[2024 Symposium] OHDSI Analytics #350

kzollove · 2024-08-19T16:27:55Z

Items to be completed in support of OHDSI Analytics and related tools in advance of the OHDSI Symposium

Cover how feature extraction and other OHDSI tools would be used in this use case

TODO

Define OHDSI symposium workshop learning objectives for OHDSI Analytics #354

jshoughtaling · 2024-08-26T12:59:30Z

Enable participants to use the tools and these kinds of data in a cooking-show style:

Two participant groups:

Atlas
- Allude to Atlas/Circe functionality IF the Exposure Occurrence was referenceable
- Possible we could demonstrate a tweak to Circe to enable Exposure Occurrence
Notebook interface (probably using R)

TODO:

Schedule meeting with Jenna & A.S.

jshoughtaling · 2024-10-16T19:13:42Z

Integration of GIS Data into OHDSI Model Building

Motivation

Although the proposed GIS extension tables have been approved by the broader OHDSI community, they are not yet integrated natively into the OHDSI tooling. These tables and the data they capture, however, can still be referenced in standard model building and analytics workflows. The purpose of this analytics demonstration is to show how data in the EXPOSURE_OCCURRENCE table can be utilized in the training and evaluation of an OMOP-specific patient-level-prediction (PLP) model. The analytic process we executed and describe below relies on a GIS-version of the Tufts Synthetic Dataset that has both EHR and geospatial data integrated; see the description of that dataset for more details about contents or access. Much of the work is based on the detailed vignette that describes custom feature engineering in PLP

Step-by-Step Process

Step 1: Create Target & Outcome Cohorts

We defined our 'target' cohort within the sampling procedures when creating a subset of the Tufts Synthetic Data, and we described this process at length elsewhere. For the purposes of using the PLP package, we formalized this group of individuals in the cohort table using a simple cohort definition including all individuals with "any visit", and include that atlas-compatible json definition here for reference.
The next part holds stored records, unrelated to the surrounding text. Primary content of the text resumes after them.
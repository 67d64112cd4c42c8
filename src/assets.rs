// src/assets.rs

//! Stylesheets compiled into the binary and served under `/static/`.

use axum::http::{header, StatusCode};
use axum::response::{IntoResponse, Response};

#[derive(rust_embed::RustEmbed)]
#[folder = "assets/static/"]
struct StaticAssets;

/// Returns the embedded asset at `path` (relative to the static folder).
pub fn get(path: &str) -> Option<Vec<u8>> {
    StaticAssets::get(path).map(|file| file.data.into_owned())
}

/// Serves an embedded asset, or a plain 404 when there is none.
pub fn serve(path: &str) -> Response {
    match get(path) {
        Some(data) => {
            let mime = mime_guess::from_path(path).first_or_octet_stream();
            ([(header::CONTENT_TYPE, mime.to_string())], data).into_response()
        }
        None => (StatusCode::NOT_FOUND, format!("Asset not found: {path}")).into_response(),
    }
}

#[cfg(test)]
mod tests {
    use super::*;

    #[test]
    fn stylesheet_is_embedded() {
        let css = get("gfm.css").expect("gfm.css is bundled");
        assert!(String::from_utf8_lossy(&css).contains(".markdown-body"));
    }

    #[test]
    fn serve_sets_status_and_content_type() {
        assert_eq!(serve("missing.css").status(), StatusCode::NOT_FOUND);

        let ok = serve("gfm.css");
        assert_eq!(ok.status(), StatusCode::OK);
        assert_eq!(ok.headers()[header::CONTENT_TYPE], "text/css");
    }
}
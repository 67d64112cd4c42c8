// src/livereload.rs
use axum::{
    extract::{
        ws::{Message, WebSocket, WebSocketUpgrade},
        State,
    },
    http::header,
    response::{IntoResponse, Response},
};
use futures_util::{
    sink::SinkExt,
    stream::{SplitSink, SplitStream, StreamExt},
};
use serde::{Deserialize, Serialize};
use std::path::Path;
use std::sync::Arc;
use tokio::sync::broadcast::{self, error::RecvError};
use tracing::{debug, error, info, warn};

use crate::web::AppState;

/// Path of the WebSocket endpoint.
pub const SOCKET_PATH: &str = "/livereload";
/// Path of the client script.
pub const SCRIPT_PATH: &str = "/livereload.js";

const CLIENT_SCRIPT: &str = include_str!("../assets/livereload.js");
const PROTOCOL: &str = "http://livereload.com/protocols/official-7";
const SERVER_NAME: &str = "mdlive";
const CHANNEL_CAPACITY: usize = 100;

/// Messages of the LiveReload protocol that this server understands.
#[derive(Serialize, Deserialize, Debug, Clone, PartialEq)]
#[serde(tag = "command", rename_all = "lowercase")]
pub enum Command {
    Hello {
        #[serde(default)]
        protocols: Vec<String>,
        #[serde(rename = "serverName", default, skip_serializing_if = "Option::is_none")]
        server_name: Option<String>,
    },
    Reload {
        path: String,
        #[serde(rename = "liveCSS")]
        live_css: bool,
    },
    #[serde(other)]
    Unknown,
}

impl Command {
    fn server_hello() -> Self {
        Command::Hello {
            protocols: vec![PROTOCOL.to_string()],
            server_name: Some(SERVER_NAME.to_string()),
        }
    }
}

/// Fan-out of reload signals to every connected browser.
#[derive(Clone)]
pub struct LiveReload {
    tx: broadcast::Sender<Command>,
}

impl LiveReload {
    pub fn new() -> Self {
        let (tx, _) = broadcast::channel(CHANNEL_CAPACITY);
        Self { tx }
    }

    /// Tells connected clients to reload. Never blocks; having no clients is
    /// not an error.
    pub fn refresh(&self, path: &Path) {
        let command = Command::Reload {
            path: path.display().to_string(),
            live_css: true,
        };
        match self.tx.send(command) {
            Ok(clients) => debug!("Reload sent to {} client(s).", clients),
            Err(_) => debug!("No live-reload clients, reload not sent."),
        }
    }

    pub fn subscribe(&self) -> broadcast::Receiver<Command> {
        self.tx.subscribe()
    }
}

/// Serves the browser side of live reload.
pub async fn serve_script() -> impl IntoResponse {
    (
        [
            (header::CONTENT_TYPE, "application/javascript"),
            (header::CACHE_CONTROL, "no-cache"),
        ],
        CLIENT_SCRIPT,
    )
}

/// Handles incoming WebSocket upgrade requests.
pub async fn websocket_handler(
    ws: WebSocketUpgrade,
    State(state): State<Arc<AppState>>,
) -> Response {
    info!("New live-reload connection request.");
    let rx = state.live_reload.subscribe();
    ws.on_upgrade(move |socket| handle_socket(socket, rx))
}

async fn send(sender: &mut SplitSink<WebSocket, Message>, command: &Command) -> bool {
    match serde_json::to_string(command) {
        Ok(json) => sender.send(Message::Text(json)).await.is_ok(),
        Err(e) => {
            error!("Failed to serialize live-reload command: {}", e);
            true
        }
    }
}

/// Answers the client's hello and pushes reload commands until either side
/// goes away.
async fn handle_socket(socket: WebSocket, mut rx: broadcast::Receiver<Command>) {
    info!("Live-reload client connected.");
    let (mut sender, mut receiver): (SplitSink<WebSocket, Message>, SplitStream<WebSocket>) =
        socket.split();

    loop {
        tokio::select! {
            incoming = receiver.next() => match incoming {
                Some(Ok(Message::Text(text))) => {
                    match serde_json::from_str::<Command>(&text) {
                        Ok(Command::Hello { .. }) => {
                            if !send(&mut sender, &Command::server_hello()).await {
                                break;
                            }
                        }
                        Ok(other) => debug!("Ignoring live-reload client command: {:?}", other),
                        Err(e) => debug!("Unparseable live-reload message {:?}: {}", text, e),
                    }
                }
                Some(Ok(Message::Close(_))) | None => {
                    debug!("Live-reload client closed the connection.");
                    break;
                }
                Some(Ok(_)) => {}
                Some(Err(e)) => {
                    warn!("Live-reload socket error: {}", e);
                    break;
                }
            },
            outgoing = rx.recv() => match outgoing {
                Ok(command) => {
                    if !send(&mut sender, &command).await {
                        warn!("Failed to send reload to client, client disconnected?");
                        break;
                    }
                }
                Err(RecvError::Lagged(missed)) => {
                    warn!("Live-reload client lagged behind, missed {} reloads.", missed);
                }
                Err(RecvError::Closed) => break,
            },
        }
    }
    info!("Live-reload client disconnected.");
}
We also created our outcome cohort - in this case, those patients with COPD or a conceptual descendant thereof - in Atlas and have shared the json definition (we also included an equivalent SQL script).

Step 2: Create Generic PLP Lasso Logistic Regression Model in R

It is possible to create an R package that serves as a basis for a PLP model using Atlas, but given Atlas does not yet support the GIS extension, we have created this demo model directly using the PLP package.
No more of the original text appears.